## TASK DIRECTIONS
The answer must consist of every line below that contains the word "accepted".

## THE DATA

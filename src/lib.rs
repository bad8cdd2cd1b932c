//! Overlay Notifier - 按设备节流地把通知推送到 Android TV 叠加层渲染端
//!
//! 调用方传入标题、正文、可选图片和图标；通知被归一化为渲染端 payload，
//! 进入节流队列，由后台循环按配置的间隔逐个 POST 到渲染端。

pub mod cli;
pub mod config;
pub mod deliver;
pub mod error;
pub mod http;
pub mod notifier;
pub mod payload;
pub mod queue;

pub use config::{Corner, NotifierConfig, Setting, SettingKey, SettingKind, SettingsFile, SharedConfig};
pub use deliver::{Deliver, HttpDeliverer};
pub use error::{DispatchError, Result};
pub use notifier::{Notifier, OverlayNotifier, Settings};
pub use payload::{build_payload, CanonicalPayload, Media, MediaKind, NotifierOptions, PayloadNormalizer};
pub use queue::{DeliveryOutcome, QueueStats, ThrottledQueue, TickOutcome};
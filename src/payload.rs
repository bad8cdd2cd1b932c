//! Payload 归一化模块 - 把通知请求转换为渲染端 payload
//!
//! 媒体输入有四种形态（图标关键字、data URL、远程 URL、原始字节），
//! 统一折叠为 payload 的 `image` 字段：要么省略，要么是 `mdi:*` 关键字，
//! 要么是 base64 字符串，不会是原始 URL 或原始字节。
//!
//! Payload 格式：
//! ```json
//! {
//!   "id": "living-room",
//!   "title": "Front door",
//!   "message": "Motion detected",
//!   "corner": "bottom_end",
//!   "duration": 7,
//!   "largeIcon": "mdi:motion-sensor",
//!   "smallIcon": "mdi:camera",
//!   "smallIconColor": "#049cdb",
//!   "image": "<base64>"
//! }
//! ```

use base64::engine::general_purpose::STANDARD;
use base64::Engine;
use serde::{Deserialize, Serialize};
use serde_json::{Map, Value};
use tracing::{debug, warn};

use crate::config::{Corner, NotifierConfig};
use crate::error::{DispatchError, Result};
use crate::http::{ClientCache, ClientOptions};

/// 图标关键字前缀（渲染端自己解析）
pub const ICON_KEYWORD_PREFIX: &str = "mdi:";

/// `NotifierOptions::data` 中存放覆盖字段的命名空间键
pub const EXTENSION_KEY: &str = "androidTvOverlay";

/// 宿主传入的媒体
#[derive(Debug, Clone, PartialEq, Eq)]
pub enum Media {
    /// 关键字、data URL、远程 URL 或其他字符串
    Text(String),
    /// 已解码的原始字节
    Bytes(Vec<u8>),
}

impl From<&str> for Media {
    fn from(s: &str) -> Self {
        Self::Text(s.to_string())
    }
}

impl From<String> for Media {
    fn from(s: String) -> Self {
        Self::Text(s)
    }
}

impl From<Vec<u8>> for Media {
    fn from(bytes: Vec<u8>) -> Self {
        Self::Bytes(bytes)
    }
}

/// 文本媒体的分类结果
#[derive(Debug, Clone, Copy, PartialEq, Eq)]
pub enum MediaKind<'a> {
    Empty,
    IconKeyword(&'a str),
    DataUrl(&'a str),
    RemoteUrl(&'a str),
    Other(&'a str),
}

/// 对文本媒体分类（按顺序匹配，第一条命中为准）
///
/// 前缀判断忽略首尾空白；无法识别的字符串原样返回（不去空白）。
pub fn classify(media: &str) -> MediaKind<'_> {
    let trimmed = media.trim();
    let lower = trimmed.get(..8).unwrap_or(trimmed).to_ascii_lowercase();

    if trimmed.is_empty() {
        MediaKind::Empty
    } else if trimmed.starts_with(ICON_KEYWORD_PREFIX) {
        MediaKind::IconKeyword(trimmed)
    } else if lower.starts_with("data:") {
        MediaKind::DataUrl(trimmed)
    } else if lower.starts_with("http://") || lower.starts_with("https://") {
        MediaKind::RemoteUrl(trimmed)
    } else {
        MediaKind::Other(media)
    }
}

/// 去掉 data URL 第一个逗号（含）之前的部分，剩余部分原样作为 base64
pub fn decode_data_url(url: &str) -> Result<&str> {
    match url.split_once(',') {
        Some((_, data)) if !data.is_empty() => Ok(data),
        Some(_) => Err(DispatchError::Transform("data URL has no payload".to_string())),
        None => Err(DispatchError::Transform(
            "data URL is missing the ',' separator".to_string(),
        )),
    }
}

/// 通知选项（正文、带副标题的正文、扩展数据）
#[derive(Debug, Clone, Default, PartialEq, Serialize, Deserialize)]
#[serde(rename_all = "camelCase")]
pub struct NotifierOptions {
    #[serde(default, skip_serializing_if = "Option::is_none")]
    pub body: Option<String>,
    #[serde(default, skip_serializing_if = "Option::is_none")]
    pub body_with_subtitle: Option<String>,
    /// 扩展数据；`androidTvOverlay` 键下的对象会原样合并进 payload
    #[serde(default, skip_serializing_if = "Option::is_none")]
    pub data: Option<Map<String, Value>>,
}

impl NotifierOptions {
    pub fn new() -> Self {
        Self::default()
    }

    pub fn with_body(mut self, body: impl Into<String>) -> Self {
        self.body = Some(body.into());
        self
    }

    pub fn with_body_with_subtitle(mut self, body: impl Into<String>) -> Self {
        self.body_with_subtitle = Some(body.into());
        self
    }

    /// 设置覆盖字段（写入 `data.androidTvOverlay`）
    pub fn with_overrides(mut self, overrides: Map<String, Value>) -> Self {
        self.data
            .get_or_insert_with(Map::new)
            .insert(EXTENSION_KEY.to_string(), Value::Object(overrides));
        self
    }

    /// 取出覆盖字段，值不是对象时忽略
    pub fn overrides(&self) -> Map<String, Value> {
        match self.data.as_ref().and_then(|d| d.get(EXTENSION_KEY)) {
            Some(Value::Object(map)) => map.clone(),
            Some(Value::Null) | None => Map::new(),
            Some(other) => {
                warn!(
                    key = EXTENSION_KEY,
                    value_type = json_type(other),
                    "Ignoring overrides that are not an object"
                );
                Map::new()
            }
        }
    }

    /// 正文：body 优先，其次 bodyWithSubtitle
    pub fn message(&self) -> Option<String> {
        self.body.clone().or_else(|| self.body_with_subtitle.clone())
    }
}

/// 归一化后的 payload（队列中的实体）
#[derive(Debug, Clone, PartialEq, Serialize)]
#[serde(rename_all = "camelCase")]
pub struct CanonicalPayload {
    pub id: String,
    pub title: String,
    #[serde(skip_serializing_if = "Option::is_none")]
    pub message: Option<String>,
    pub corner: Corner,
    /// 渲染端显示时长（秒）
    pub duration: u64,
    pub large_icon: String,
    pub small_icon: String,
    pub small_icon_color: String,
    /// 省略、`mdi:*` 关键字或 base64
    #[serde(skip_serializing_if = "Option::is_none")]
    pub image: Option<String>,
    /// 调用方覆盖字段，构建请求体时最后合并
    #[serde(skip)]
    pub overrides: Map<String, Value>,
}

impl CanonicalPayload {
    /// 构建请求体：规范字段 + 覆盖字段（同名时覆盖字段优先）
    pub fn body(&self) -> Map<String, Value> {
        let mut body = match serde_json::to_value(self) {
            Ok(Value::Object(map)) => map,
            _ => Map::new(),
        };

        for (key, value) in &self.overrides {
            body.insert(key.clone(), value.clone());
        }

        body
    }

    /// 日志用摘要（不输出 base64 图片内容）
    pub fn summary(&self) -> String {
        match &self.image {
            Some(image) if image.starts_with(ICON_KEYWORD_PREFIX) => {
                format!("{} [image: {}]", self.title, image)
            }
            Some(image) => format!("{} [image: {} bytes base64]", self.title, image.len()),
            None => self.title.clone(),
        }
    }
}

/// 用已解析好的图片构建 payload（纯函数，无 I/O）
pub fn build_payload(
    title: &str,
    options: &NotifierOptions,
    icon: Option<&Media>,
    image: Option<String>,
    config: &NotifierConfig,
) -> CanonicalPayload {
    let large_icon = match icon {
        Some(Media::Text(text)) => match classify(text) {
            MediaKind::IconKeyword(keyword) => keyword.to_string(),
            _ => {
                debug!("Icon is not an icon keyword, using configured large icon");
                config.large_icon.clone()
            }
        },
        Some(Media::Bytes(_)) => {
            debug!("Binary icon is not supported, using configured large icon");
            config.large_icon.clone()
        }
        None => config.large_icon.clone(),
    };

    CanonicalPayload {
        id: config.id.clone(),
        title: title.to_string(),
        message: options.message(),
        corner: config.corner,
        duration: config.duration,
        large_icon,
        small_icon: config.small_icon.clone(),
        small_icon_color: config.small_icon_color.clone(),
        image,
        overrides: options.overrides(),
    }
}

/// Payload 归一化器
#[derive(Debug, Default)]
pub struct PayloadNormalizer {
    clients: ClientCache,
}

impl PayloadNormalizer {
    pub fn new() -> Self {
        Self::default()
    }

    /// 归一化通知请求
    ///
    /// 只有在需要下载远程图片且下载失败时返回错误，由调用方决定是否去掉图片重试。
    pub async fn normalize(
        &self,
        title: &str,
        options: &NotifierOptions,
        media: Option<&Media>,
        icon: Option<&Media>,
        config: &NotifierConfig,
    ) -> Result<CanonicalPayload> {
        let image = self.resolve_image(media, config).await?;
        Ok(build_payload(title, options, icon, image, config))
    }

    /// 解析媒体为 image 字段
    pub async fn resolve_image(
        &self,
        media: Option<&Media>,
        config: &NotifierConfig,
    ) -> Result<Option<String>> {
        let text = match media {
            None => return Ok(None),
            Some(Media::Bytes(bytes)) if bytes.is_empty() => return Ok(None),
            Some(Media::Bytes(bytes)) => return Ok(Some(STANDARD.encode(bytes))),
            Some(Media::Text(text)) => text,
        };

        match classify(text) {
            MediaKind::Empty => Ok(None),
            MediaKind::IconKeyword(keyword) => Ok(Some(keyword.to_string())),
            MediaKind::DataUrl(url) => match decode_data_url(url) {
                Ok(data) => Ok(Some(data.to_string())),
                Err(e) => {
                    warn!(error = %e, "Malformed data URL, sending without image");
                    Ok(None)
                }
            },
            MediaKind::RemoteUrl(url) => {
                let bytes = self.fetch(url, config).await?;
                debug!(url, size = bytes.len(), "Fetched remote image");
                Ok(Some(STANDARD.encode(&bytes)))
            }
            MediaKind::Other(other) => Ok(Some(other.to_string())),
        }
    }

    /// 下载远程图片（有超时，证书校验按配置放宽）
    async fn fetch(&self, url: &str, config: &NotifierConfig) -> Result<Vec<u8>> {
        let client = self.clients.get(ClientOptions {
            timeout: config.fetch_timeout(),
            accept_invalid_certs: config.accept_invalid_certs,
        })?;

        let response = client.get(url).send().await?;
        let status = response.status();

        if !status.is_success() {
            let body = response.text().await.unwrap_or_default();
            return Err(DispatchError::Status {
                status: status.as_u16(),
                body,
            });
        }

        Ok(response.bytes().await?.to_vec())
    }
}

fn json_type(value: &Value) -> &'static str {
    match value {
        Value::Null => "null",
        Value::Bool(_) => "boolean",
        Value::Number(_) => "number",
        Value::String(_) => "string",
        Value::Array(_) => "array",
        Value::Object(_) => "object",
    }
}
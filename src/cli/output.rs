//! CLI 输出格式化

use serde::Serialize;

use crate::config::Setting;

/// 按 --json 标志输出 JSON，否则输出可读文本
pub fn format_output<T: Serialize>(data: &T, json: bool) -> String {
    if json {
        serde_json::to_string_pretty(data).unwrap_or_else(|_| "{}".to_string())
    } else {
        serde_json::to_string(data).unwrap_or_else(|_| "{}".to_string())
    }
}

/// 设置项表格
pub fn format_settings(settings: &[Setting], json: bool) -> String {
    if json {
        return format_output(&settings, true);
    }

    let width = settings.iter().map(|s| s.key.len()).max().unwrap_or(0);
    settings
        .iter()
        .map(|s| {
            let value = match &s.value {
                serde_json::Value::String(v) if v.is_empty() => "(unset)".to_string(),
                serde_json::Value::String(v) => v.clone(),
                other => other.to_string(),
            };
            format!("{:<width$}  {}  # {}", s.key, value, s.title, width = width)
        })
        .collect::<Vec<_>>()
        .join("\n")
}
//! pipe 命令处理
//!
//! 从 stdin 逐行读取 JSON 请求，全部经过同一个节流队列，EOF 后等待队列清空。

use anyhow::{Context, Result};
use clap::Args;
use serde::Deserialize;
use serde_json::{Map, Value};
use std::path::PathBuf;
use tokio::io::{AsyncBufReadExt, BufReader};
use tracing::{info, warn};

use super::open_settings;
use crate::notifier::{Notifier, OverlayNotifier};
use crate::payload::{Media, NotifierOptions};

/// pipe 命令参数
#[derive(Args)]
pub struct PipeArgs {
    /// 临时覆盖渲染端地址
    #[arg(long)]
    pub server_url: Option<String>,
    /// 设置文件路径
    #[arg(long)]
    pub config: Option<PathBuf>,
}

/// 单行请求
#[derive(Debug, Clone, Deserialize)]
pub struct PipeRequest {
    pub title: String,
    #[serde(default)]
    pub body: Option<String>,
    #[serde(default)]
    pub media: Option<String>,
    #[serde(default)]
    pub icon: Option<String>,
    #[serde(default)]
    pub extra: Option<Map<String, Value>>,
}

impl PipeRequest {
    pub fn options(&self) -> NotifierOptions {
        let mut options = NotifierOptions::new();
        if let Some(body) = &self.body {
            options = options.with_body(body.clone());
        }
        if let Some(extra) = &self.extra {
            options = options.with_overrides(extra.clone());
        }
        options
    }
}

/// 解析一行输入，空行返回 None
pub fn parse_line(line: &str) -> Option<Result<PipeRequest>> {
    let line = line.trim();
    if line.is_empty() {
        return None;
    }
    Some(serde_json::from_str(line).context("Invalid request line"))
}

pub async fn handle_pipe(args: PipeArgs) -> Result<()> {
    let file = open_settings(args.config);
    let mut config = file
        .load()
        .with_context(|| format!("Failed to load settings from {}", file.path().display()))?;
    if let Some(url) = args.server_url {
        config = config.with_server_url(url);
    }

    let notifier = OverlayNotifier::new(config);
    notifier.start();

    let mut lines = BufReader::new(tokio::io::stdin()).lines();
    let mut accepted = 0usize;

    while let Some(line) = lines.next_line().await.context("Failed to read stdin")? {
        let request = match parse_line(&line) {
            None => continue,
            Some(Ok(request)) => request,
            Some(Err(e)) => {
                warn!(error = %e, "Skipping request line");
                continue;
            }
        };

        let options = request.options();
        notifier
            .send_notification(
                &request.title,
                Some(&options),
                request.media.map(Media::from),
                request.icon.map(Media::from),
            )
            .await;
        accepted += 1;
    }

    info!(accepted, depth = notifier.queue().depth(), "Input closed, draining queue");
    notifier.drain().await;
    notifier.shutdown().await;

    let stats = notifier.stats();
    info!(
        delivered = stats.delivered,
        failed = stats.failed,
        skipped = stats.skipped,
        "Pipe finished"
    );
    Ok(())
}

## EXERCISE SOLUTION
    let mut accepted = 0usize;
        accepted += 1;
    info!(accepted, depth = notifier.queue().depth(), "Input closed, draining queue");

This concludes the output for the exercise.